I have tried having his facourite treats, waving my arms like a lunatic, running in the opposite direction and everything else in between. It is so hard as at home and when nothing better going on he is perfect. I am out of ideas so any help gratefully received.

sue


----------



## grahama (May 4, 2009)

Hi Sue,

Not quite as bad as you but I had a time when Peanut just ignored her name when called. She still comes back when she is ready but I don't move on until she has come back, and always gets treats and praise. 

When the shouting stopped working then I started using a whistle which she can hear so much easier from distance and more importantly doesn't show any emotion in it's tone no matter how hard you blow.

I find she comes back/follows on better on this than anything else. Also I hide from her when she is not distracted and call her on the whistle. She panics till she finds me but I make sure she can do so easily enough. This has made her keep looking back for me to make sure I am still there and therefore she never goes far.

Also when she does come back put him on his lead just for a minute or so then let him off again so he doesn't associate coming back to you with the end of the fun. They are stubborn dogs at times as I am finding out but the pros far outweigh the cons.

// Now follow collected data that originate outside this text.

//! Fixed-window request counters.
//!
//! Each client key gets `limit` requests per window. Counters live in Redis
//! when `REDIS_URL` is set so every instance shares them, otherwise in
//! process memory.

use std::collections::HashMap;
use std::sync::Arc;
use std::time::{Duration, Instant};

use async_trait::async_trait;
use redis::AsyncCommands;
use redis::aio::ConnectionManager;
use tokio::sync::Mutex;

use crate::error::AppError;

const KEY_PREFIX: &str = "ratelimit:";

/// Counter state right after a hit.
#[derive(Debug, Clone, Copy, PartialEq, Eq)]
pub struct WindowHit {
    pub count: u64,
    pub resets_in: Duration,
}

#[async_trait]
pub trait RateLimitStore: Send + Sync {
    /// Count one request for `key` and return the total in the current window.
    async fn hit(&self, key: &str, window: Duration) -> Result<WindowHit, AppError>;
}

pub struct RedisRateLimitStore {
    connection: ConnectionManager,
}

impl RedisRateLimitStore {
    pub async fn connect(redis_url: &str) -> Result<Self, AppError> {
        let client = redis::Client::open(redis_url)
            .map_err(|e| AppError::Internal(format!("Invalid Redis URL: {e}")))?;
        let connection = ConnectionManager::new(client)
            .await
            .map_err(|e| AppError::ServiceUnavailable(format!("Redis unavailable: {e}")))?;
        Ok(Self { connection })
    }
}

#[async_trait]
impl RateLimitStore for RedisRateLimitStore {
    async fn hit(&self, key: &str, window: Duration) -> Result<WindowHit, AppError> {
        let key = format!("{KEY_PREFIX}{key}");
        let mut conn = self.connection.clone();
        let redis_error = |e: redis::RedisError| AppError::ServiceUnavailable(e.to_string());

        let (count, ttl): (u64, i64) = redis::pipe()
            .atomic()
            .incr(&key, 1)
            .ttl(&key)
            .query_async(&mut conn)
            .await
            .map_err(redis_error)?;

        // A fresh counter (or one whose EXPIRE was lost) has no TTL yet.
        if ttl < 0 {
            let seconds = window.as_secs().max(1) as i64;
            conn.expire::<_, ()>(&key, seconds)
                .await
                .map_err(redis_error)?;
            return Ok(WindowHit {
                count,
                resets_in: window,
            });
        }
        Ok(WindowHit {
            count,
            resets_in: Duration::from_secs(ttl as u64),
        })
    }
}

/// Per-process counters: key -> (window start, count).
#[derive(Default)]
pub struct MemoryRateLimitStore {
    state: Mutex<MemoryWindows>,
}

#[derive(Default)]
struct MemoryWindows {
    counters: HashMap<String, (Instant, u64)>,
    last_prune: Option<Instant>,
}

impl MemoryWindows {
    /// Drop expired counters, at most once per window.
    fn prune(&mut self, now: Instant, window: Duration) {
        if self
            .last_prune
            .is_some_and(|at| now.duration_since(at) < window)
        {
            return;
        }
        self.counters
            .retain(|_, (start, _)| now.duration_since(*start) < window);
        self.last_prune = Some(now);
    }
}

#[async_trait]
impl RateLimitStore for MemoryRateLimitStore {
    async fn hit(&self, key: &str, window: Duration) -> Result<WindowHit, AppError> {
        let now = Instant::now();
        let mut state = self.state.lock().await;
        state.prune(now, window);

        let entry = state.counters.entry(key.to_string()).or_insert((now, 0));
        if now.duration_since(entry.0) >= window {
            *entry = (now, 0);
        }
        entry.1 += 1;
        Ok(WindowHit {
            count: entry.1,
            resets_in: window.saturating_sub(now.duration_since(entry.0)),
        })
    }
}

#[derive(Debug, Clone, Copy, PartialEq, Eq)]
pub enum Decision {
    Allowed { limit: u64, remaining: u64 },
    Limited { limit: u64, retry_after: u64 },
}

#[derive(Clone)]
pub struct RateLimiter {
    store: Arc<dyn RateLimitStore>,
    limit: u64,
    window: Duration,
}

impl RateLimiter {
    pub fn new(store: Arc<dyn RateLimitStore>, limit: u64, window: Duration) -> Self {
        Self {
            store,
            limit,
            window,
        }
    }

    /// Count a request. Store failures let the request through.
    pub async fn check(&self, key: &str) -> Decision {
        let hit = match self.store.hit(key, self.window).await {
            Ok(hit) => hit,
            Err(e) => {
                tracing::warn!(error = %e, "Rate limit store failed, allowing request");
                return Decision::Allowed {
                    limit: self.limit,
                    remaining: self.limit,
                };
            }
        };

        if hit.count > self.limit {
            Decision::Limited {
                limit: self.limit,
                retry_after: hit.resets_in.as_secs().max(1),
            }
        } else {
            Decision::Allowed {
                limit: self.limit,
                remaining: self.limit - hit.count,
            }
        }
    }
}
//! Absence requests and their review workflow.
//!
//! `PENDING -> APPROVED | REJECTED | CANCELLED`, and `APPROVED -> CANCELLED`.

use axum::{
    Extension, Json,
    extract::{Path, Query, State},
    http::StatusCode,
    response::IntoResponse,
};
use uuid::Uuid;

use crate::app::AppState;
use crate::error::AppError;
use crate::middleware::auth::AuthContext;
use crate::models::absence::{Absence, AbsenceFilter, RejectAbsenceRequest, RequestAbsenceRequest};
use crate::models::auth::permissions;
use crate::pagination::{PageQuery, PageRequest, PaginatedResponse};
use crate::services::absence_service;

/// Request an absence for an employee.
///
/// # Endpoint
///
/// `POST /v1/absences`
///
/// # Response
///
/// - **201 Created**: the absence, status `PENDING`, `total_days` inclusive
/// - **400**: end before start, a missing document where the type needs one,
///   a terminated employee, or an overlap with another pending or approved
///   absence
/// - **404**: unknown employee
pub async fn request_absence(
    State(state): State<AppState>,
    Extension(auth): Extension<AuthContext>,
    Json(request): Json<RequestAbsenceRequest>,
) -> Result<impl IntoResponse, AppError> {
    auth.require(permissions::ABSENCES_WRITE)?;
    let absence = absence_service::request_absence(&state.ctx, &auth, request).await?;
    Ok((StatusCode::CREATED, Json(absence)))
}

pub async fn list_absences(
    State(state): State<AppState>,
    Extension(auth): Extension<AuthContext>,
    Query(page): Query<PageQuery>,
    Query(filter): Query<AbsenceFilter>,
) -> Result<Json<PaginatedResponse<Absence>>, AppError> {
    auth.require(permissions::ABSENCES_READ)?;
    let page = PageRequest::from(page);
    let absences = absence_service::list_absences(&state.ctx, &auth, &filter, page).await?;
    Ok(Json(PaginatedResponse::new(absences, page)))
}

pub async fn get_absence(
    State(state): State<AppState>,
    Extension(auth): Extension<AuthContext>,
    Path(id): Path<Uuid>,
) -> Result<Json<Absence>, AppError> {
    auth.require(permissions::ABSENCES_READ)?;
    Ok(Json(absence_service::get_absence(&state.ctx, &auth, id).await?))
}

/// Approve a pending absence. The caller becomes the reviewer.
pub async fn approve_absence(
    State(state): State<AppState>,
    Extension(auth): Extension<AuthContext>,
    Path(id): Path<Uuid>,
) -> Result<Json<Absence>, AppError> {
    auth.require(permissions::ABSENCES_APPROVE)?;
    Ok(Json(
        absence_service::approve_absence(&state.ctx, &auth, id).await?,
    ))
}

/// Reject a pending absence with `{ "reason": "…" }`.
pub async fn reject_absence(
    State(state): State<AppState>,
    Extension(auth): Extension<AuthContext>,
    Path(id): Path<Uuid>,
    Json(request): Json<RejectAbsenceRequest>,
) -> Result<Json<Absence>, AppError> {
    auth.require(permissions::ABSENCES_APPROVE)?;
    Ok(Json(
        absence_service::reject_absence(&state.ctx, &auth, id, request).await?,
    ))
}

pub async fn cancel_absence(
    State(state): State<AppState>,
    Extension(auth): Extension<AuthContext>,
    Path(id): Path<Uuid>,
) -> Result<Json<Absence>, AppError> {
    auth.require(permissions::ABSENCES_WRITE)?;
    Ok(Json(
        absence_service::cancel_absence(&state.ctx, &auth, id).await?,
    ))
}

I hope this gives you a couple of ideas to try,

Graham


----------



## Vespasia (Apr 19, 2010)

I carry a small squeaky toy in my pocket that Hally NEVER plays with at home. If I want her to come to me for whatever reason and she is distracted by something else (a person coming in her direction, another dog), I squeak the toy and she comes running to me because it is the exciting mystery toy. I then give her a treat and let her go on her merry way. This has been almost foolproof...it didn't work when she went to chase a rabbit along with a few of her dog friends.


----------